Inspiré d’un fait réel, « La Ragazza di Bube » est pourtant autre chose qu’une aventure sentimentale. Je reprends les termes de D. Fernandez : « 1945 : un jeune communiste, ancien du maquis toscan, tout échauffé encore par les violences commises contre les Allemands, tue, au cours d’une bagarre, un brigadier de gendarmerie et son fils qui avaient voulu s’opposer à ce que lui et ses amis pénètrent dans une église, leur foulard rouge autour du cou. Le voilà forcé de se cacher, d’abord avec sa fiancée, puis éloigné d’elle, en exil. Il est capturé, enfin, jugé et condamné à une longue peine de prison. Sa fiancée décide de l’attendre et de lui demeurer fidèle. »

*

Comment une jeune femme apparemment frivole et désinvolte – Mara/Claudia Cardinale – a-t-elle pu s’éprendre d’un garçon aussi abrupt et tranché que Bube/G. Chakiris ? Il s’agit incontestablement d’une fiction. Mais, Cassola en avait repéré la source dans la réalité : Bube/Arturo Cappellini était Renato Ciandri/Bebo dans le maquis, tandis que Mara était Nada. Le roman, on l’a signalé, parut en 1960. Le vrai Bebo fut libéré par anticipation à la fin de 1961. Carlo Cassola connaissait Bebo et ce, dès 1943. Il n’avait, en tant que résistant, guère apprécié le geste de Bebo. Pourtant, des années plus tard, il y réfléchit plus posément. Selon lui, le vrai responsable de ce drame, c’était le fascisme qui avait instauré une ère de violence et d’arbitraire. En second lieu, les communistes eux-mêmes n’avaient pas su reconvertir les énergies des jeunes générations vers un travail de construction et de paix. Tout au contraire, ils persistaient à entretenir des états d'âme revanchards et haineux. Cassola avait sûrement écrit « La Ragazza di Bube » pour plaider en faveur du jeune Bebo, surnommé « Le Vengeur ». Du reste, n’a-t-on pas dit que Bebo fut élargi, bien avant l’extinction de sa peine, grâce à la publication du roman ?
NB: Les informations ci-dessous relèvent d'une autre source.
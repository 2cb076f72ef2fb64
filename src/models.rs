use serde::{Deserialize, Serialize};
use serde_json::{Map, Value};

use crate::errors::ChatError;

/// ====== 정규화된 채팅 아이템 ======

/// 플랫폼과 무관한 공통 스키마의 채팅 메시지 하나.
///
/// 라이브가 아닌 소스(다시보기/VOD)에서는 `time_in_seconds`와 `time_text`도
/// 필수입니다. `extra`에는 정규화하지 않는 플랫폼 고유 필드
/// (뱃지, 후원 금액, 스티커 이미지 등)가 그대로 들어갑니다.
#[derive(Debug, Clone, Serialize, Deserialize)]
pub struct ChatItem {
    /// 메시지 본문
    pub message: String,
    /// 전송 시각 (epoch 기준 마이크로초)
    pub timestamp: i64,
    /// 스트림 안에서 유일한 식별자
    pub id: String,
    pub author_id: String,
    pub author_name: String,
    /// 다시보기 전용: 방송 시작 기준 오프셋 (초)
    #[serde(skip_serializing_if = "Option::is_none")]
    pub time_in_seconds: Option<f64>,
    /// 다시보기 전용: 사람이 읽는 오프셋 표기 (예: "1:23:45")
    #[serde(skip_serializing_if = "Option::is_none")]
    pub time_text: Option<String>,
    /// 시청자에게 표시되는 이름. `author_name`과 다를 수 있음
    #[serde(skip_serializing_if = "Option::is_none")]
    pub author_display_name: Option<String>,
    /// 정규화하지 않고 그대로 통과시키는 플랫폼 고유 필드
    #[serde(flatten)]
    pub extra: Map<String, Value>,
}

fn take_string(map: &mut Map<String, Value>, key: &str) -> Result<String, ChatError> {
    match map.remove(key) {
        Some(Value::String(s)) => Ok(s),
        Some(other) => Ok(other.to_string()),
        None => Err(ChatError::Parsing(format!(
            "chat item is missing required field `{}`",
            key
        ))),
    }
}

impl ChatItem {
    /// 리매핑이 끝난 필드 맵을 검증하고 ChatItem으로 확정합니다.
    /// 필수 키가 빠져 있으면 `ChatError::Parsing`으로 실패하므로,
    /// 콜백이나 누적 목록에 도달하는 아이템은 항상 스키마를 만족합니다.
    pub fn from_map(mut map: Map<String, Value>, live: bool) -> Result<Self, ChatError> {
        let message = take_string(&mut map, "message")?;

        let timestamp = map
            .remove("timestamp")
            .and_then(|v| match v {
                Value::Number(n) => n.as_i64(),
                Value::String(s) => s.parse().ok(),
                _ => None,
            })
            .ok_or_else(|| {
                ChatError::Parsing("chat item is missing required field `timestamp`".to_string())
            })?;

        let id = take_string(&mut map, "id")?;
        let author_id = take_string(&mut map, "author_id")?;
        let author_name = take_string(&mut map, "author_name")?;

        let time_in_seconds = map.remove("time_in_seconds").and_then(|v| v.as_f64());
        let time_text = match map.remove("time_text") {
            Some(Value::String(s)) => Some(s),
            _ => None,
        };

        // 다시보기 모드에서는 오프셋 필드도 필수
        if !live {
            if time_in_seconds.is_none() {
                return Err(ChatError::Parsing(
                    "replay chat item is missing required field `time_in_seconds`".to_string(),
                ));
            }
            if time_text.is_none() {
                return Err(ChatError::Parsing(
                    "replay chat item is missing required field `time_text`".to_string(),
                ));
            }
        }

        let author_display_name = match map.remove("author_display_name") {
            Some(Value::String(s)) => Some(s),
            _ => None,
        };

        Ok(Self {
            message,
            timestamp,
            id,
            author_id,
            author_name,
            time_in_seconds,
            time_text,
            author_display_name,
            extra: map,
        })
    }
}

#[cfg(test)]
pub(crate) fn test_item(id: &str) -> ChatItem {
    ChatItem {
        message: format!("message {}", id),
        timestamp: 1_600_000_000_000_000,
        id: id.to_string(),
        author_id: format!("author-{}", id),
        author_name: "tester".to_string(),
        time_in_seconds: None,
        time_text: None,
        author_display_name: None,
        extra: Map::new(),
    }
}

#[cfg(test)]
mod tests {
    use super::*;
    use serde_json::json;

    fn live_map() -> Map<String, Value> {
        let mut map = Map::new();
        map.insert("message".to_string(), json!("hello"));
        map.insert("timestamp".to_string(), json!(1_600_000_000_000_000_i64));
        map.insert("id".to_string(), json!("abc"));
        map.insert("author_id".to_string(), json!("UC123"));
        map.insert("author_name".to_string(), json!("Alice"));
        map
    }

    #[test]
    fn test_from_map_live() {
        let mut map = live_map();
        map.insert("author_badges".to_string(), json!(["moderator"]));

        let item = ChatItem::from_map(map, true).unwrap();

        assert_eq!(item.message, "hello");
        assert_eq!(item.timestamp, 1_600_000_000_000_000);
        assert_eq!(item.author_name, "Alice");
        // 알려지지 않은 필드는 extra로 통과
        assert_eq!(item.extra["author_badges"], json!(["moderator"]));
    }

    #[test]
    fn test_from_map_missing_required_field() {
        let mut map = live_map();
        map.remove("author_name");

        let err = ChatItem::from_map(map, true).unwrap_err();
        assert!(matches!(err, ChatError::Parsing(_)));
        assert!(err.to_string().contains("author_name"));
    }

    #[test]
    fn test_from_map_string_timestamp() {
        let mut map = live_map();
        map.insert("timestamp".to_string(), json!("1600000000000000"));

        let item = ChatItem::from_map(map, true).unwrap();
        assert_eq!(item.timestamp, 1_600_000_000_000_000);
    }

    #[test]
    fn test_replay_requires_offset_fields() {
        let err = ChatItem::from_map(live_map(), false).unwrap_err();
        assert!(err.to_string().contains("time_in_seconds"));

        let mut map = live_map();
        map.insert("time_in_seconds".to_string(), json!(83.0));
        let err = ChatItem::from_map(map, false).unwrap_err();
        assert!(err.to_string().contains("time_text"));

        let mut map = live_map();
        map.insert("time_in_seconds".to_string(), json!(83.0));
        map.insert("time_text".to_string(), json!("1:23"));
        let item = ChatItem::from_map(map, false).unwrap();
        assert_eq!(item.time_in_seconds, Some(83.0));
        assert_eq!(item.time_text.as_deref(), Some("1:23"));
    }

    #[test]
    fn test_extra_fields_are_flattened_in_json() {
        let mut map = live_map();
        map.insert("amount".to_string(), json!("$5.00"));

        let item = ChatItem::from_map(map, true).unwrap();
        let value = serde_json::to_value(&item).unwrap();

        assert_eq!(value["amount"], json!("$5.00"));
        assert!(value.get("extra").is_none());
        assert!(value.get("time_in_seconds").is_none());
    }
}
Cela dit, la figure de Mara/Nada, magnifiquement incarnée à l’écran par la grande Claudia Cardinale, offre un semblable intérêt. Sa prise de conscience progressive est celle de l’auteur. « L’identification du travail de l’amour avec le progrès de l’intelligence » (D. Fernandez), voilà ce qui est au cœur du roman. « Seul l’amour est capable de comprendre et d’absoudre le crime », note D. Fernandez. Cassola décrit, dans la dernière partie du roman, et, avant le jugement définitif de Bube, les sentiments de Mara : « Les véritables responsables n’ont pas été accusés… Ils l’ont excité, puis ils l’ont laissé seul supporté les conséquences… C’est pourquoi je veux, moi, partager ses responsabilités. » « Réfléchissez un moment, messieurs les juges, dit-elle, Bube avait dix-neuf ans… Orphelin de père, il n’a jamais eu personne pour le conseiller, le guider. Il gagne le maquis : jeune comme il est, le voilà avec un revolver, un fusil dans les mains. Quand il rentre chez lui, les gens l’entourent, le poussent à continuer, lui disent qu’il faut venger les victimes, qu’il faut cogner, qu’il faut tuer… Comment comprendrait-il que le temps de tirer et de tuer est passé ? »
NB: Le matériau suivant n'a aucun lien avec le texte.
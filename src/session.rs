use std::fs;
use std::path::{Path, PathBuf};
use std::sync::Arc;

use reqwest::cookie::Jar;
use reqwest::header::{HeaderMap, HeaderName, HeaderValue, ACCEPT_LANGUAGE, USER_AGENT};
use serde::de::DeserializeOwned;
use serde_json::Value;

use crate::errors::ChatError;
use crate::utils;

/// ====== HTTP 세션 ======

/// 기본 User-Agent (데스크탑 Chrome)
const DEFAULT_USER_AGENT: &str = "Mozilla/5.0 (Windows NT 10.0; Win64; x64) AppleWebKit/537.36 (KHTML, like Gecko) Chrome/86.0.4240.111 Safari/537.36";
const DEFAULT_ACCEPT_LANGUAGE: &str = "en-US, en";

/// 다운로더 인스턴스 하나가 소유하는 세션 설정 스냅샷.
/// 생성 이후에는 바꾸지 않으며, 인스턴스 간에 공유하지 않습니다
/// (쿠키/헤더가 다른 다운로더로 새는 것을 막기 위함).
#[derive(Debug, Clone, Default)]
pub struct SessionConfig {
    /// 기본 헤더 위에 덮어쓸 추가 헤더. 키가 겹치면 이쪽이 우선
    pub headers: Vec<(String, String)>,
    /// 브라우저에서 내보낸 Netscape 형식 쿠키 파일 경로
    pub cookies: Option<PathBuf>,
}

/// 다운로더 하나가 수명 동안 재사용하는 인증된 HTTP 세션.
/// 커넥션 풀은 drop 시점에 해제됩니다.
pub struct Session {
    client: reqwest::Client,
}

impl Session {
    /// 새 세션을 초기화합니다.
    /// 쿠키 파일 경로가 지정되었는데 존재하지 않으면 `ChatError::Cookie`로
    /// 즉시 실패하며, 반쯤 초기화된 세션은 만들지 않습니다.
    pub fn new(config: &SessionConfig) -> Result<Self, ChatError> {
        let mut headers = HeaderMap::new();
        headers.insert(USER_AGENT, HeaderValue::from_static(DEFAULT_USER_AGENT));
        headers.insert(
            ACCEPT_LANGUAGE,
            HeaderValue::from_static(DEFAULT_ACCEPT_LANGUAGE),
        );

        for (key, value) in &config.headers {
            let name = HeaderName::from_bytes(key.as_bytes()).map_err(|e| {
                ChatError::Parsing(format!("invalid header name `{}`: {}", key, e))
            })?;
            let value = HeaderValue::from_str(value).map_err(|e| {
                ChatError::Parsing(format!("invalid header value for `{}`: {}", key, e))
            })?;
            headers.insert(name, value);
        }

        let jar = Arc::new(Jar::default());
        if let Some(path) = &config.cookies {
            if !path.exists() {
                return Err(ChatError::Cookie(format!(
                    "the file \"{}\" could not be found",
                    path.display()
                )));
            }
            load_netscape_cookies(path, &jar)?;
        }

        let client = reqwest::Client::builder()
            .default_headers(headers)
            .cookie_provider(jar)
            .build()?;

        Ok(Self { client })
    }

    /// 세션으로 GET 요청을 보냅니다.
    pub async fn get(&self, url: &str) -> Result<reqwest::Response, ChatError> {
        Ok(self.client.get(url).send().await?)
    }

    /// GET 요청 후 본문을 JSON으로 파싱합니다.
    /// 파싱에 실패하면 (보통 "Video unavailable" 같은 HTML 에러 페이지)
    /// 페이지 제목을 담아 `ChatError::JsonParse`로 실패합니다.
    pub async fn get_json<T: DeserializeOwned>(&self, url: &str) -> Result<T, ChatError> {
        let text = self.get(url).await?.text().await?;

        serde_json::from_str(&text).map_err(|_| {
            let title = utils::get_title_of_webpage(&text)
                .unwrap_or_else(|| "unknown page".to_string());
            ChatError::JsonParse(title)
        })
    }

    /// 세션 기본 헤더 위에 추가 헤더를 병합해 POST 요청을 보내고
    /// JSON 본문을 반환합니다. 키가 겹치면 추가 헤더가 우선하며,
    /// 전송 계층 실패는 그대로 전파합니다.
    pub async fn post_json(
        &self,
        url: &str,
        body: &Value,
        extra_headers: &[(&str, &str)],
    ) -> Result<Value, ChatError> {
        let mut request = self.client.post(url).json(body);
        for (key, value) in extra_headers {
            request = request.header(*key, *value);
        }
        Ok(request.send().await?.json().await?)
    }
}

/// Netscape/Mozilla 형식 쿠키 파일을 쿠키 저장소에 로드합니다.
/// 만료 시각 컬럼은 의도적으로 무시하므로, 내보낸 시점에 이미 만료된
/// 쿠키나 세션 전용 쿠키도 그대로 사용됩니다.
fn load_netscape_cookies(path: &Path, jar: &Jar) -> Result<(), ChatError> {
    let content = fs::read_to_string(path).map_err(|e| {
        ChatError::Cookie(format!("failed to read \"{}\": {}", path.display(), e))
    })?;

    for line in content.lines() {
        let line = line.trim();
        // #HttpOnly_ 접두사가 붙은 줄은 주석이 아니라 실제 쿠키
        let raw = line.strip_prefix("#HttpOnly_").unwrap_or(line);
        if raw.is_empty() || raw.starts_with('#') {
            continue;
        }

        // domain, include-subdomains, path, secure, expiry, name, value
        let fields: Vec<&str> = raw.split('\t').collect();
        if fields.len() != 7 {
            continue;
        }
        let (domain, cookie_path, secure, name, value) =
            (fields[0], fields[2], fields[3], fields[5], fields[6]);

        let host = domain.trim_start_matches('.');
        let scheme = if secure.eq_ignore_ascii_case("TRUE") {
            "https"
        } else {
            "http"
        };
        let url: reqwest::Url = format!("{}://{}/", scheme, host)
            .parse()
            .map_err(|e| ChatError::Cookie(format!("invalid cookie domain `{}`: {}", domain, e)))?;

        let set_cookie = format!("{}={}; Domain={}; Path={}", name, value, host, cookie_path);
        jar.add_cookie_str(&set_cookie, &url);
    }

    Ok(())
}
Autre dimension extraordinaire dans l’œuvre de Carlo Cassola : les deux êtres, prioritairement Mara, découvrent une sagesse d’esprit et de comportement qui ne relève aucunement de l’analyse intellectuelle, mais plutôt des leçons qu’enseigne la vie quotidienne. Mara est patiente, elle sait attendre… (« une fois de plus, écrit le romancier, la force qui l'avait soutenue dans toutes les circonstances douloureuses de sa vie lui rendit courage »). Parallèlement, elle subit aussi l'attraction de Stefano. Il lui faut néanmoins éprouver une autre expérience, celui de la compassion et de la compréhension de l’autre. « Histoire d’amour, « La Ragazza » ? », interroge D. Fernandez. « Non, bien mieux que cela, répond-il, roman de la naissance d’une femme à la vraie vie. »


Luigi Comencini aura, quant à lui, retrouvé une problématique familière. Grand évocateur du monde de l’enfance, le cinéaste lombard confiait à Jean Gili : « […] il y a une similitude entre mes personnages féminins et mes personnages d’enfants. Les personnages porteurs d’une vérité inconsciente qui est la vérité de la nature, sont conduits à comprendre, d’une façon émotive, les individus qui sont à côté d’eux, c’est-à-dire à les comprendre non par le raisonnement mais par la sensibilité. […] C’est un thème qui me fascine toujours : comment l’amour – c’est une phrase un peu rhétorique – peut dépasser les différences. C’est un fait irrationnel qui relève de perceptions obscures, à la limite de l’inconscient : un individu se sent attiré par une autre personne de manière violente, puissante, envahissante, sans savoir se l’expliquer. Mara est une jeune fille totalement apolitique ; cependant, elle sent que Bube a besoin d’aide sans même comprendre quel type d’aide elle peut lui apporter. […] Au fond, le drame de l’homme, c’est la solitude, et la réponse à la solitude c’est l’amitié ou l’amour. »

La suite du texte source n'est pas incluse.